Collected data
════

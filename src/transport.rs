// SPDX-License-Identifier: Apache-2.0 OR MIT
// Copyright (c) 2025-2026 naskel.com

//! UDP multicast socket setup, interface discovery, and TTL configuration
//! (§4.H). Grounded in the teacher lineage's `transport/udp.rs` and
//! `transport/multicast.rs`: a `socket2::Socket` builder with portable
//! interface discovery, `EADDRINUSE` treated as a benign "already joined".

use log::{debug, info, warn};
use socket2::{Domain, Protocol, Socket, Type};
use std::io;
use std::net::{Ipv4Addr, SocketAddr, SocketAddrV4, UdpSocket};

/// Default multicast TTL, matching the exchange multicast convention of a
/// single-hop (non-routed) distribution network.
const DEFAULT_TTL: u32 = 1;

/// A joined multicast UDP socket for one side (primary or secondary) of a line.
pub struct FeedSocket {
    socket: UdpSocket,
}

impl FeedSocket {
    /// Build, bind, and join a multicast group on `iface` (or an
    /// auto-discovered interface when `None`). `group_addr`'s port is used
    /// as the bind port on `INADDR_ANY`, matching the standard multicast
    /// receive pattern.
    pub fn join(group_addr: SocketAddrV4, iface: Option<Ipv4Addr>) -> io::Result<Self> {
        let socket = Socket::new(Domain::IPV4, Type::DGRAM, Some(Protocol::UDP))?;
        socket.set_reuse_address(true)?;
        #[cfg(unix)]
        if std::env::var("ARCAFEED_REUSEPORT").is_ok() {
            set_reuse_port(&socket)?;
        }

        let bind_addr = SocketAddrV4::new(Ipv4Addr::UNSPECIFIED, group_addr.port());
        socket.bind(&bind_addr.into())?;

        let iface = match iface {
            Some(iface) => iface,
            None => get_primary_interface_ip().unwrap_or(Ipv4Addr::UNSPECIFIED),
        };

        match socket.join_multicast_v4(group_addr.ip(), &iface) {
            Ok(()) => {
                info!("[udp] joined {} on interface {}", group_addr, iface);
            }
            Err(e) if e.raw_os_error() == Some(libc::EADDRINUSE) => {
                debug!(
                    "[udp] {} already joined on {} (EADDRINUSE, treating as success)",
                    group_addr, iface
                );
            }
            Err(e) => return Err(e),
        }

        socket.set_multicast_loop_v4(true)?;
        socket.set_multicast_ttl_v4(DEFAULT_TTL)?;
        socket.set_nonblocking(true)?;

        Ok(Self {
            socket: socket.into(),
        })
    }

    pub fn local_addr(&self) -> io::Result<SocketAddr> {
        self.socket.local_addr()
    }

    /// Receive one datagram into `buf` without blocking. `WouldBlock`
    /// surfaces to the caller as-is so the receive loop can treat "no data
    /// yet" distinctly from a real I/O error.
    pub fn recv(&self, buf: &mut [u8]) -> io::Result<usize> {
        self.socket.recv(buf)
    }

    /// Number of bytes currently queued for this socket, backing the
    /// receive loop's round-robin "has data" poll (§4.F point 3). Uses
    /// `SIOCINQ` on Linux; elsewhere falls back to a zero-length
    /// `MSG_PEEK` probe that only tells us "some data" vs "none".
    pub fn queued_bytes(&self) -> io::Result<usize> {
        #[cfg(target_os = "linux")]
        {
            use std::os::unix::io::AsRawFd;
            let mut value: libc::c_int = 0;
            let rc = unsafe { libc::ioctl(self.socket.as_raw_fd(), libc::FIONREAD, &mut value) };
            if rc < 0 {
                return Err(io::Error::last_os_error());
            }
            return Ok(value.max(0) as usize);
        }
        #[cfg(not(target_os = "linux"))]
        {
            let mut probe = [0u8; 0];
            match self.socket.peek(&mut probe) {
                Ok(_) => Ok(1),
                Err(e) if e.kind() == io::ErrorKind::WouldBlock => Ok(0),
                Err(e) => Err(e),
            }
        }
    }

    #[cfg(unix)]
    pub(crate) fn as_raw_fd(&self) -> std::os::unix::io::RawFd {
        use std::os::unix::io::AsRawFd;
        self.socket.as_raw_fd()
    }
}

#[cfg(unix)]
fn set_reuse_port(socket: &Socket) -> io::Result<()> {
    use std::os::unix::io::AsRawFd;
    let fd = socket.as_raw_fd();
    let optval: libc::c_int = 1;
    let rc = unsafe {
        libc::setsockopt(
            fd,
            libc::SOL_SOCKET,
            libc::SO_REUSEPORT,
            &optval as *const _ as *const libc::c_void,
            std::mem::size_of::<libc::c_int>() as libc::socklen_t,
        )
    };
    if rc != 0 {
        return Err(io::Error::last_os_error());
    }
    Ok(())
}

/// Parse a `host:port` string into a `SocketAddrV4`, the shape multicast
/// group addresses arrive in from [`crate::config::FeedGroupConfig`].
pub fn parse_multicast_addr(addr: &str, port: u16) -> io::Result<SocketAddrV4> {
    let ip: Ipv4Addr = addr
        .parse()
        .map_err(|_| io::Error::new(io::ErrorKind::InvalidInput, "invalid multicast address"))?;
    Ok(SocketAddrV4::new(ip, port))
}

/// Interface discovery: `ARCAFEED_MULTICAST_IF` environment override, else
/// platform discovery (`ip -4 addr show` on Linux, the `local-ip-address`
/// crate elsewhere or as a fallback).
pub fn get_primary_interface_ip() -> Option<Ipv4Addr> {
    if let Ok(forced) = std::env::var("ARCAFEED_MULTICAST_IF") {
        if let Ok(ip) = forced.parse() {
            return Some(ip);
        }
        warn!("[udp] ARCAFEED_MULTICAST_IF={forced:?} is not a valid IPv4 address, ignoring");
    }

    #[cfg(target_os = "linux")]
    if let Some(ip) = linux_primary_interface_ip() {
        return Some(ip);
    }

    match local_ip_address::local_ip() {
        Ok(std::net::IpAddr::V4(ip)) => Some(ip),
        _ => None,
    }
}

#[cfg(target_os = "linux")]
fn linux_primary_interface_ip() -> Option<Ipv4Addr> {
    let output = std::process::Command::new("ip").args(["-4", "addr", "show"]).output().ok()?;
    if !output.status.success() {
        return None;
    }
    let text = String::from_utf8_lossy(&output.stdout);
    for line in text.lines() {
        let line = line.trim();
        if let Some(rest) = line.strip_prefix("inet ") {
            let addr_part = rest.split('/').next()?;
            if addr_part == "127.0.0.1" {
                continue;
            }
            if let Ok(ip) = addr_part.parse::<Ipv4Addr>() {
                return Some(ip);
            }
        }
    }
    None
}

/// Pin the calling thread to `core`, matching the receive thread's §5
/// CPU-affinity configuration. A no-op on non-Linux targets: the affinity
/// *policy* is out of scope, only the hook.
pub fn pin_current_thread(core: usize) {
    #[cfg(target_os = "linux")]
    unsafe {
        let mut set: libc::cpu_set_t = std::mem::zeroed();
        libc::CPU_SET(core, &mut set);
        let rc = libc::sched_setaffinity(0, std::mem::size_of::<libc::cpu_set_t>(), &set);
        if rc != 0 {
            warn!("[udp] sched_setaffinity({core}) failed: {}", io::Error::last_os_error());
        }
    }
    #[cfg(not(target_os = "linux"))]
    {
        let _ = core;
    }
}

#[cfg(test)]
mod tests {
    use super::*;

    #[test]
    fn parse_multicast_addr_accepts_dotted_quad() {
        let addr = parse_multicast_addr("239.1.1.1", 12345).unwrap();
        assert_eq!(addr.port(), 12345);
        assert_eq!(*addr.ip(), Ipv4Addr::new(239, 1, 1, 1));
    }

    #[test]
    fn parse_multicast_addr_rejects_garbage() {
        assert!(parse_multicast_addr("not-an-ip", 1).is_err());
    }

    #[test]
    fn join_and_recv_on_loopback_multicast_group() {
        let group = parse_multicast_addr("239.255.0.5", 0).unwrap();
        let socket = FeedSocket::join(group, Some(Ipv4Addr::LOCALHOST));
        // CI sandboxes commonly disallow multicast joins; only assert we
        // didn't panic and, when it succeeds, that the socket is usable.
        if let Ok(socket) = socket {
            assert!(socket.local_addr().is_ok());
        }
    }

    #[test]
    fn env_override_takes_priority_over_platform_discovery() {
        std::env::set_var("ARCAFEED_MULTICAST_IF", "10.1.2.3");
        assert_eq!(get_primary_interface_ip(), Some(Ipv4Addr::new(10, 1, 2, 3)));
        std::env::remove_var("ARCAFEED_MULTICAST_IF");
    }
}
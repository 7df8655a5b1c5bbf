// SPDX-License-Identifier: Apache-2.0 OR MIT
// Copyright (c) 2025-2026 naskel.com

//! FAST decode throughput: the hot path every multiplexed Add/Modify/Delete
//! body goes through per §4.B.

use arcafeed::fast::{self, FastFieldState};
use criterion::{black_box, criterion_group, criterion_main, Criterion};

fn encode_pmap(bits: &[bool]) -> Vec<u8> {
    let mut bytes = Vec::new();
    let mut i = 0;
    while i < bits.len() {
        let mut byte = 0u8;
        for k in 0..7 {
            if bits.get(i + k).copied().unwrap_or(false) {
                byte |= 0x40 >> k;
            }
        }
        bytes.push(byte);
        i += 7;
    }
    if let Some(last) = bytes.last_mut() {
        *last |= 0x80;
    } else {
        bytes.push(0x80);
    }
    bytes
}

fn encode_u32(v: u32) -> Vec<u8> {
    let mut groups = Vec::new();
    let mut val = v;
    loop {
        groups.push((val & 0x7F) as u8);
        val >>= 7;
        if val == 0 {
            break;
        }
    }
    groups.reverse();
    let n = groups.len();
    for (i, g) in groups.iter_mut().enumerate() {
        if i == n - 1 {
            *g |= 0x80;
        }
    }
    groups
}

/// A fully-populated add-order (type 100) FAST message, every field present.
fn full_add_order() -> Vec<u8> {
    let mut src = encode_pmap(&[true; 13]);
    src.extend(encode_u32(100)); // msg type
    for v in [7u32, 1, 123456, 999, 100, 5000, 2, 1, 1, 1, 10, 3] {
        src.extend(encode_u32(v));
    }
    src
}

/// A same-packet follow-up add-order with only SEQUENCE present, every other
/// field reconstructed from COPY/INCR state — the common case on a quiet line.
fn incremental_add_order() -> Vec<u8> {
    let mut bits = vec![true, false, true];
    bits.extend(std::iter::repeat(false).take(10));
    let mut src = encode_pmap(&bits);
    src.extend(encode_u32(100));
    src
}

fn bench_decode(c: &mut Criterion) {
    let full = full_add_order();
    let incremental = incremental_add_order();
    let mut dst = [0u8; 64];

    c.bench_function("fast_decode_full_add_order", |b| {
        b.iter(|| {
            let mut state = FastFieldState::new();
            let out = fast::decode_message(&mut state, black_box(&full), &mut dst).unwrap();
            black_box(out.bytes_written);
        });
    });

    c.bench_function("fast_decode_incremental_add_order", |b| {
        let mut state = FastFieldState::new();
        fast::decode_message(&mut state, &full, &mut dst).unwrap();
        b.iter(|| {
            let out = fast::decode_message(&mut state, black_box(&incremental), &mut dst).unwrap();
            black_box(out.bytes_written);
        });
    });
}

criterion_group!(benches, bench_decode);
criterion_main!(benches);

════

What is needed
In the data above, find the line that contains "use std::io;" and the line that contains "pub fn join(group_addr: SocketAddrV4, iface: Option<Ipv4Addr>)". Repeat exactly those lines and every line between them, and only those.

Answer to the exercise
use std::io;
use std::net::{Ipv4Addr, SocketAddr, SocketAddrV4, UdpSocket};

/// Default multicast TTL, matching the exchange multicast convention of a
/// single-hop (non-routed) distribution network.
const DEFAULT_TTL: u32 = 1;

/// A joined multicast UDP socket for one side (primary or secondary) of a line.
pub struct FeedSocket {
    socket: UdpSocket,
}

impl FeedSocket {
    /// Build, bind, and join a multicast group on `iface` (or an
    /// auto-discovered interface when `None`). `group_addr`'s port is used
    /// as the bind port on `INADDR_ANY`, matching the standard multicast
    /// receive pattern.
    pub fn join(group_addr: SocketAddrV4, iface: Option<Ipv4Addr>) -> io::Result<Self> {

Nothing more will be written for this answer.